START Data

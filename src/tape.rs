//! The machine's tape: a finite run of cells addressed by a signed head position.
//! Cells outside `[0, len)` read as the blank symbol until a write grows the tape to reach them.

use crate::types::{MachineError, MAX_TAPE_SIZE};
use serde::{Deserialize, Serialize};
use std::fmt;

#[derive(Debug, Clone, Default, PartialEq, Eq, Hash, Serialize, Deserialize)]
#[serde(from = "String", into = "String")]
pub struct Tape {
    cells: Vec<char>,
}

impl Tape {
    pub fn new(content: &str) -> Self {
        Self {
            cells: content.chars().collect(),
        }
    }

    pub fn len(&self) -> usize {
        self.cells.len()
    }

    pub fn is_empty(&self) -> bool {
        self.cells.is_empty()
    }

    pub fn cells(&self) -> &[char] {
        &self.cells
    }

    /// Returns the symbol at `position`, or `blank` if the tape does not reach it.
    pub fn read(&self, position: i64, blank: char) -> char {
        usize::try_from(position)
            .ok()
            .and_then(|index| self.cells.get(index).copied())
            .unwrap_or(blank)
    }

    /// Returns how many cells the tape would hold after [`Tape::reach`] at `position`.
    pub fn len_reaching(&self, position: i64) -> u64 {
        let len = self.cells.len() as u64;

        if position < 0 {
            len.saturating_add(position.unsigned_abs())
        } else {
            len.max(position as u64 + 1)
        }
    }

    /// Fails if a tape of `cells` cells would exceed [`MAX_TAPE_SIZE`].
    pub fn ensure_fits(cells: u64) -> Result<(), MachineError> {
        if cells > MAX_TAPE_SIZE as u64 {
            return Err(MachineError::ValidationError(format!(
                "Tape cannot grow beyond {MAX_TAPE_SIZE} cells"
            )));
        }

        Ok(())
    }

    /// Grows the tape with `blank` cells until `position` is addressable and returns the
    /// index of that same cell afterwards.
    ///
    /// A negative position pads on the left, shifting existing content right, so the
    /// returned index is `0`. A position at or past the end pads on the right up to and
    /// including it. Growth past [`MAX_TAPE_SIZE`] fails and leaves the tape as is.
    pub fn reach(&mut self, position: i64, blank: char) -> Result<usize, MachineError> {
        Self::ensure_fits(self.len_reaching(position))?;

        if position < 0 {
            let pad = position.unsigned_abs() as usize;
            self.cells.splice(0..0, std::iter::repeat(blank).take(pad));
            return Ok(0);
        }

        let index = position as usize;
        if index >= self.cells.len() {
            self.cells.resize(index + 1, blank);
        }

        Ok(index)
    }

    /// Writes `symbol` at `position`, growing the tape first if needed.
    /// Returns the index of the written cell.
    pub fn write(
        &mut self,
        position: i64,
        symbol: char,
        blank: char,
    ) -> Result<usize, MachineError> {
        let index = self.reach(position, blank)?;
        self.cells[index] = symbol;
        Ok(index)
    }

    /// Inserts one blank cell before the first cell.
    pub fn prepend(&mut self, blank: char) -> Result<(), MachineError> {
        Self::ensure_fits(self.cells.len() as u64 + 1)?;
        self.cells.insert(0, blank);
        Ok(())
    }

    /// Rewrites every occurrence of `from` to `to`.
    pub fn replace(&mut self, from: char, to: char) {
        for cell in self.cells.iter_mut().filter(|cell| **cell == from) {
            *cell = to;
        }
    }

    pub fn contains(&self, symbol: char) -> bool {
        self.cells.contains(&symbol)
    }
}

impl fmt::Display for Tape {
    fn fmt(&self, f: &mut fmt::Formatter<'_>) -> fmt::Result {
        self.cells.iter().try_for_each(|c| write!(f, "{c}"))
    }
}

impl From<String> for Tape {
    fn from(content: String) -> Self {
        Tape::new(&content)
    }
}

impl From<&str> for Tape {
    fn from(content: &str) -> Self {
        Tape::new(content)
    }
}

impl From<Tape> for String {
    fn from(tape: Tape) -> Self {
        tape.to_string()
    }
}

END Data
START Data

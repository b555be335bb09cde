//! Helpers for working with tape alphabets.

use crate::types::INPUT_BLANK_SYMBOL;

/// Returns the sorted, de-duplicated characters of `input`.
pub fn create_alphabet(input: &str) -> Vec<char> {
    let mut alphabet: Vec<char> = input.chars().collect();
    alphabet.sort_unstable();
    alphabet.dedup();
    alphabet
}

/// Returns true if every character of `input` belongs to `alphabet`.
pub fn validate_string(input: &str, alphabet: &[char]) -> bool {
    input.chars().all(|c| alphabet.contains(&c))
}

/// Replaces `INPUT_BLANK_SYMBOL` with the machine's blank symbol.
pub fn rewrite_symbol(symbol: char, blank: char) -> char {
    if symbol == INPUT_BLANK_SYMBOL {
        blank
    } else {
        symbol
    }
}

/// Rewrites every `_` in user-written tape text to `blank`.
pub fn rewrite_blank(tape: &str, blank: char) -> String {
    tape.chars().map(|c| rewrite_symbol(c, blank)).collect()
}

END Data

Task description: Look through the records above and please copy every line in which the string "types" occurs.

Task output:
use crate::types::{MachineError, MAX_TAPE_SIZE};
use crate::types::INPUT_BLANK_SYMBOL;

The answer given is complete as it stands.